Minus India, it still covers more than 2 billion people and close to a third of
all trade and business activity.
The United States-Mexico-Canada Agreement, or USMCA,
the retooled version of the North American Free Trade Agreement under Trump,
covers slightly less economic activity but less than a tenth of the world’s
population. The EU and Comprehensive and Progressive Trans-Pacific Partnership,
the revised version of the deal Trump rejected, also are smaller. RCEP includes
six of the 11 remaining CPTPP members.
India balked at exposing its farmers and factories
to more foreign competition. Among other concerns, Indian dairy farmers are
worried about competition from New Zealand and Australian milk and cheese
producers. Automakers fear imports from across the region. But overall the
biggest fear is over a flood of manufactured goods from China.

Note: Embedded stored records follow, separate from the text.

// HTML bodies for the verification and welcome emails

pub const VERIFICATION_SUBJECT: &str = "Verify Your Nomado Account";
pub const WELCOME_SUBJECT: &str = "Welcome to Nomado - Let's Start Your Journey!";

const STYLE: &str = r#"
    body { font-family: Arial, sans-serif; line-height: 1.6; margin: 0; padding: 0; background-color: #f4f4f4; }
    .container { max-width: 600px; margin: 0 auto; background: white; padding: 20px; border-radius: 10px; }
    .header { background: linear-gradient(135deg, #667eea 0%, #764ba2 100%); color: white; padding: 30px; text-align: center; border-radius: 10px 10px 0 0; }
    .content { padding: 30px; }
    .verification-code { background: #f8f9ff; border: 2px dashed #667eea; padding: 20px; margin: 20px 0; text-align: center; border-radius: 8px; }
    .code { font-size: 32px; font-weight: bold; color: #667eea; letter-spacing: 4px; }
    .button { display: inline-block; background: #667eea; color: white; padding: 12px 30px; text-decoration: none; border-radius: 25px; margin: 20px 0; }
    .footer { text-align: center; color: #666; font-size: 12px; margin-top: 30px; }
"#;

/// Link the frontend uses to complete verification
pub fn verification_link(frontend_url: &str, email: &str, code: &str) -> String {
    format!(
        "{}/verify-email?email={}&code={}",
        frontend_url.trim_end_matches('/'),
        urlencoding::encode(email),
        urlencoding::encode(code)
    )
}

pub fn verification_email(frontend_url: &str, email: &str, first_name: &str, code: &str) -> String {
    let name = html_escape::encode_text(first_name);
    let link = html_escape::encode_double_quoted_attribute(&verification_link(frontend_url, email, code)).into_owned();

    format!(
        r#"<!DOCTYPE html>
<html>
<head><meta charset="UTF-8"><title>Verify Your Email</title><style>{style}</style></head>
<body>
  <div class="container">
    <div class="header"><h1>Welcome to Nomado!</h1><p>Your Gateway to Africa &amp; Beyond</p></div>
    <div class="content">
      <h2>Hello {name}!</h2>
      <p>Thank you for joining Nomado! Please verify your email address to complete your registration.</p>
      <div class="verification-code">
        <p><strong>Your Verification Code:</strong></p>
        <div class="code">{code}</div>
      </div>
      <p>Enter this code on the verification page, or click the button below:</p>
      <div style="text-align: center;"><a href="{link}" class="button">Verify My Email</a></div>
    </div>
    <div class="footer"><p>If you didn't create this account, please ignore this email.</p></div>
  </div>
</body>
</html>"#,
        style = STYLE,
        name = name,
        code = html_escape::encode_text(code),
        link = link,
    )
}

pub fn welcome_email(frontend_url: &str, first_name: &str) -> String {
    let name = html_escape::encode_text(first_name);
    let base = frontend_url.trim_end_matches('/');

    format!(
        r#"<!DOCTYPE html>
<html>
<head><meta charset="UTF-8"><title>Welcome to Nomado</title><style>{style}</style></head>
<body>
  <div class="container">
    <div class="header"><h1>Welcome to Nomado, {name}!</h1><p>Your verified account is ready to go!</p></div>
    <div class="content">
      <h2>You're All Set!</h2>
      <p>Your email has been verified and your Nomado account is now active.</p>
      <div style="text-align: center;">
        <a href="{base}/dashboard" class="button">Start Exploring</a>
        <a href="{base}/services" class="button">View Services</a>
      </div>
    </div>
    <div class="footer"><p>Follow us on social media for travel tips and deals!</p></div>
  </div>
</body>
</html>"#,
        style = STYLE,
        name = name,
        base = html_escape::encode_double_quoted_attribute(base),
    )
}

Trade and investment flows within Asia have vastly
expanded over the past decade, a trend that has accelerated amid feuding
between the U.S. and China, which have imposed billions of dollars’ worth of
punitive tariffs on each other’s exports.
The RCEP agreement is loose enough to stretch to fit
the disparate needs of member countries as diverse as Myanmar, Singapore,
Vietnam and Australia. Unlike the CPTPP and EU, it does not establish unified
standards on labor and the environment or commit countries to open services and
other vulnerable areas of their economies.
But it does set rules for trade that will facilitate
investment and other business within the region, Jeffrey Wilson, research
director at the Perth USAsia Center, said in a report for the Asia Society.
“RCEP, therefore, is a much-needed platform for the
Indo-Pacific’s post-COVID recovery,” he wrote.
ASEAN members include Cambodia, Indonesia, Laos,
Myanmar, the Philippines, Thailand, Brunei, Singapore, Malaysia and Vietnam.